EXERCISE INSTRUCTIONS: Transcribe the lines from the start of the data below through the line with "to read config", word for word and nothing more.

MATERIAL PROVIDED:
//! Runtime configuration – reads `~/.brick/config.toml`.
//!
//! Every field has a default, so an empty or partial file is valid.  After
//! parsing, `BRICK_*` environment variables override individual fields.

use std::fs;
use std::path::{Path, PathBuf};
use std::time::Duration;

use brick_hal::HubConfig;
use brick_types::{Color, PERIOD_MS, Pattern, Port, PortRange};
use serde::{Deserialize, Serialize};
use thiserror::Error;

/// Failures while loading configuration.
#[derive(Debug, Error)]
pub enum ConfigError {
    #[error("failed to read config at {path}: {source}")]
    Read {
        path: PathBuf,
        #[source]
        source: std::io::Error,
    },

    #[error("failed to parse config: {0}")]
    Parse(#[from] toml::de::Error),

    #[error("invalid config: {0}")]
    Invalid(String),
}

/// Settings for the hub and the periodic scheduler.
#[derive(Debug, Clone, PartialEq, Serialize, Deserialize)]
pub struct BrickConfig {
    /// Directory holding the `tacho-motor` and `leds` device classes.
    #[serde(default = "default_sysfs_root")]
    pub sysfs_root: PathBuf,

    /// Scheduler tick period in milliseconds.
    #[serde(default = "default_period_ms")]
    pub period_ms: u64,

    #[serde(default = "default_first_motor_port")]
    pub first_motor_port: Port,

    #[serde(default = "default_last_motor_port")]
    pub last_motor_port: Port,

    /// Port that carries the status light.  The LEDs form one light, so at
    /// most one port may be listed.
    #[serde(default = "default_light_ports")]
    pub light_ports: Vec<Port>,

    /// LED class devices driving each light.
    #[serde(default = "default_led_names")]
    pub led_names: Vec<String>,

    /// Shown on every light once the scheduler starts.
    #[serde(default = "default_startup_color")]
    pub startup_color: Color,

    #[serde(default = "default_startup_pattern")]
    pub startup_pattern: Pattern,

    /// Use a Linux `timerfd` rather than a sleep loop.
    #[serde(default = "default_use_timerfd")]
    pub use_timerfd: bool,
}

fn default_sysfs_root() -> PathBuf {
    PathBuf::from("/sys/class")
}
fn default_period_ms() -> u64 {
    PERIOD_MS
}
fn default_first_motor_port() -> Port {
    Port::A
}
fn default_last_motor_port() -> Port {
    Port::D
}
fn default_light_ports() -> Vec<Port> {
    vec![Port::SELF]
}
fn default_led_names() -> Vec<String> {
    [
        "led0:red:brick-status",
        "led0:green:brick-status",
        "led1:red:brick-status",
        "led1:green:brick-status",
    ]
    .into_iter()
    .map(String::from)
    .collect()
}
fn default_startup_color() -> Color {
    Color::Green
}
fn default_startup_pattern() -> Pattern {
    Pattern::Breathe
}
fn default_use_timerfd() -> bool {
    true
}

impl Default for BrickConfig {
    fn default() -> Self {
        Self {
            sysfs_root: default_sysfs_root(),
            period_ms: default_period_ms(),
            first_motor_port: default_first_motor_port(),
            last_motor_port: default_last_motor_port(),
            light_ports: default_light_ports(),
            led_names: default_led_names(),
            startup_color: default_startup_color(),
            startup_pattern: default_startup_pattern(),
            use_timerfd: default_use_timerfd(),
        }
    }
}

impl BrickConfig {
    pub fn period(&self) -> Duration {
        Duration::from_millis(self.period_ms)
    }

    pub fn motor_ports(&self) -> PortRange {
        PortRange::new(self.first_motor_port, self.last_motor_port)
    }

    /// Borrow the parts the hub needs.
    pub fn hub_config(&self) -> HubConfig<'_> {
        HubConfig {
            sysfs_root: &self.sysfs_root,
            motor_ports: self.motor_ports(),
            light_ports: &self.light_ports,
            led_names: &self.led_names,
        }
    }

    /// Reject settings the runtime cannot start with.
    pub fn validate(&self) -> Result<(), ConfigError> {
        if self.period_ms == 0 {
            return Err(ConfigError::Invalid("period_ms must be greater than zero".into()));
        }
        if self.first_motor_port.raw() > self.last_motor_port.raw() {
            return Err(ConfigError::Invalid(format!(
                "first_motor_port {} is after last_motor_port {}",
                self.first_motor_port, self.last_motor_port
            )));
        }
        if self.light_ports.len() > 1 {
            return Err(ConfigError::Invalid(format!(
                "light_ports lists {} ports but the status LEDs drive a single light",
                self.light_ports.len()
            )));
        }
        Ok(())
    }
}

/// Return the path to `~/.brick/config.toml`.
pub fn config_path() -> PathBuf {
    config_path_for_home(
        &std::env::var("HOME")
            .or_else(|_| std::env::var("USERPROFILE"))
            .unwrap_or_else(|_| ".".to_string()),
    )
}

pub(crate) fn config_path_for_home(home: &str) -> PathBuf {
    PathBuf::from(home).join(".brick").join("config.toml")
}

/// Load the config from `~/.brick/config.toml`.  Returns `None` if the file
/// does not exist.
pub fn load() -> Result<Option<BrickConfig>, ConfigError> {
    load_from(&config_path())
}

/// Load, override from the environment and validate the config at `path`.
pub fn load_from(path: &Path) -> Result<Option<BrickConfig>, ConfigError> {
    if !path.exists() {
        return Ok(None);
    }
    let raw = fs::read_to_string(path).map_err(|source| ConfigError::Read {
        path: path.to_path_buf(),
        source,
    })?;
    let mut cfg = parse(&raw)?;
    apply_env_overrides(&mut cfg);
    cfg.validate()?;
    Ok(Some(cfg))
}

/// Parse TOML text without touching the environment.
pub fn parse(raw: &str) -> Result<BrickConfig, ConfigError> {
    Ok(toml::from_str(raw)?)
}

/// Apply `BRICK_*` environment variable overrides to `cfg`.
///
/// | Variable | Config field |
/// |---|---|
/// | `BRICK_SYSFS_ROOT` | `sysfs_root` |
/// | `BRICK_PERIOD_MS` | `period_ms` |
/// | `BRICK_USE_TIMERFD` | `use_timerfd` |
///
/// Values that do not parse are ignored.
pub fn apply_env_overrides(cfg: &mut BrickConfig) {
    apply_overrides_from(cfg, |key| std::env::var(key).ok());
}

pub(crate) fn apply_overrides_from(cfg: &mut BrickConfig, lookup: impl Fn(&str) -> Option<String>) {
    if let Some(v) = lookup("BRICK_SYSFS_ROOT") {
        cfg.sysfs_root = PathBuf::from(v);
    }
    if let Some(v) = lookup("BRICK_PERIOD_MS")
        && let Ok(ms) = v.parse::<u64>()
    {
        cfg.period_ms = ms;
    }
    if let Some(v) = lookup("BRICK_USE_TIMERFD")
        && let Ok(flag) = v.parse::<bool>()
    {
        cfg.use_timerfd = flag;
    }
}

#[cfg(test)]
mod tests {
    use std::collections::HashMap;

    use super::*;

    fn env(pairs: &[(&str, &str)]) -> impl Fn(&str) -> Option<String> {
        let map: HashMap<String, String> = pairs
            .iter()
            .map(|(k, v)| (k.to_string(), v.to_string()))
            .collect();
        move |key| map.get(key).cloned()
    }

    #[test]
    fn defaults() {
        let cfg = BrickConfig::default();
        assert_eq!(cfg.sysfs_root, PathBuf::from("/sys/class"));
        assert_eq!(cfg.period(), Duration::from_millis(10));
        assert_eq!(cfg.motor_ports(), PortRange::MOTORS);
        assert_eq!(cfg.light_ports, vec![Port::SELF]);
        assert_eq!(cfg.led_names.len(), 4);
        assert_eq!(cfg.startup_color, Color::Green);
        assert_eq!(cfg.startup_pattern, Pattern::Breathe);
        assert!(cfg.use_timerfd);
        cfg.validate().unwrap();
    }

    #[test]
    fn empty_file_is_all_defaults() {
        assert_eq!(parse("").unwrap(), BrickConfig::default());
    }

    #[test]
    fn partial_toml_keeps_other_defaults() {
        let cfg = parse(
            r#"
            period_ms = 20
            last_motor_port = "B"
            startup_color = "orange"
            startup_pattern = "flash"
            "#,
        )
        .unwrap();
        assert_eq!(cfg.period_ms, 20);
        assert_eq!(cfg.motor_ports(), PortRange::new(Port::A, Port::B));
        assert_eq!(cfg.startup_color, Color::Orange);
        assert_eq!(cfg.startup_pattern, Pattern::Flash);
        assert!(cfg.use_timerfd);
    }

    #[test]
    fn port_must_be_a_single_label() {
        assert!(matches!(parse(r#"first_motor_port = "AB""#), Err(ConfigError::Parse(_))));
        assert!(matches!(parse(r#"first_motor_port = "€""#), Err(ConfigError::Parse(_))));
    }

    #[test]
    fn zero_period_is_rejected() {
        let cfg = BrickConfig {
            period_ms: 0,
            ..BrickConfig::default()
        };
        assert!(matches!(cfg.validate(), Err(ConfigError::Invalid(_))));
    }

    #[test]
    fn reversed_motor_range_is_rejected() {
        let cfg = BrickConfig {
            first_motor_port: Port::D,
            last_motor_port: Port::A,
            ..BrickConfig::default()
        };
        assert!(matches!(cfg.validate(), Err(ConfigError::Invalid(_))));
    }

    #[test]
    fn more_than_one_light_port_is_rejected() {
        let cfg = BrickConfig {
            light_ports: vec![Port::SELF, Port::SELF],
            ..BrickConfig::default()
        };
        assert!(matches!(cfg.validate(), Err(ConfigError::Invalid(_))));
        let none = BrickConfig {
            light_ports: Vec::new(),
            ..BrickConfig::default()
        };
        none.validate().unwrap();
    }

    #[test]
    fn env_overrides_apply() {
        let mut cfg = BrickConfig::default();
        apply_overrides_from(
            &mut cfg,
            env(&[
                ("BRICK_SYSFS_ROOT", "/tmp/fake-sys"),
                ("BRICK_PERIOD_MS", "25"),
                ("BRICK_USE_TIMERFD", "false"),
            ]),
        );
        assert_eq!(cfg.sysfs_root, PathBuf::from("/tmp/fake-sys"));
        assert_eq!(cfg.period_ms, 25);
        assert!(!cfg.use_timerfd);
    }

    #[test]
    fn env_overrides_ignore_garbage() {
        let mut cfg = BrickConfig::default();
        apply_overrides_from(
            &mut cfg,
            env(&[("BRICK_PERIOD_MS", "soon"), ("BRICK_USE_TIMERFD", "maybe")]),
        );
        assert_eq!(cfg, BrickConfig::default());
    }

    #[test]
    fn config_path_points_to_brick_dir() {
        let p = config_path_for_home("/home/robot");
        assert_eq!(p, PathBuf::from("/home/robot/.brick/config.toml"));
    }

    #[test]
    fn load_from_returns_none_when_missing() {
        let dir = tempfile::tempdir().unwrap();
        let path = config_path_for_home(&dir.path().to_string_lossy());
        assert!(load_from(&path).unwrap().is_none());
    }

    #[test]
    fn load_from_reads_file() {
        let dir = tempfile::tempdir().unwrap();
        let path = dir.path().join("config.toml");
        fs::write(&path, "light_ports = [\"@\"]\nuse_timerfd = false\n").unwrap();
        let cfg = load_from(&path).unwrap().unwrap();
        assert_eq!(cfg.light_ports, vec![Port::SELF]);
    }

    #[test]
    fn serialized_default_parses_back() {
        let text = toml::to_string(&BrickConfig::default()).unwrap();
        assert_eq!(parse(&text).unwrap(), BrickConfig::default());
    }
}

ANSWER SECTION:
//! Runtime configuration – reads `~/.brick/config.toml`.
//!
//! Every field has a default, so an empty or partial file is valid.  After
//! parsing, `BRICK_*` environment variables override individual fields.

use std::fs;
use std::path::{Path, PathBuf};
use std::time::Duration;

use brick_hal::HubConfig;
use brick_types::{Color, PERIOD_MS, Pattern, Port, PortRange};
use serde::{Deserialize, Serialize};
use thiserror::Error;

/// Failures while loading configuration.
#[derive(Debug, Error)]
pub enum ConfigError {
    #[error("failed to read config at {path}: {source}")]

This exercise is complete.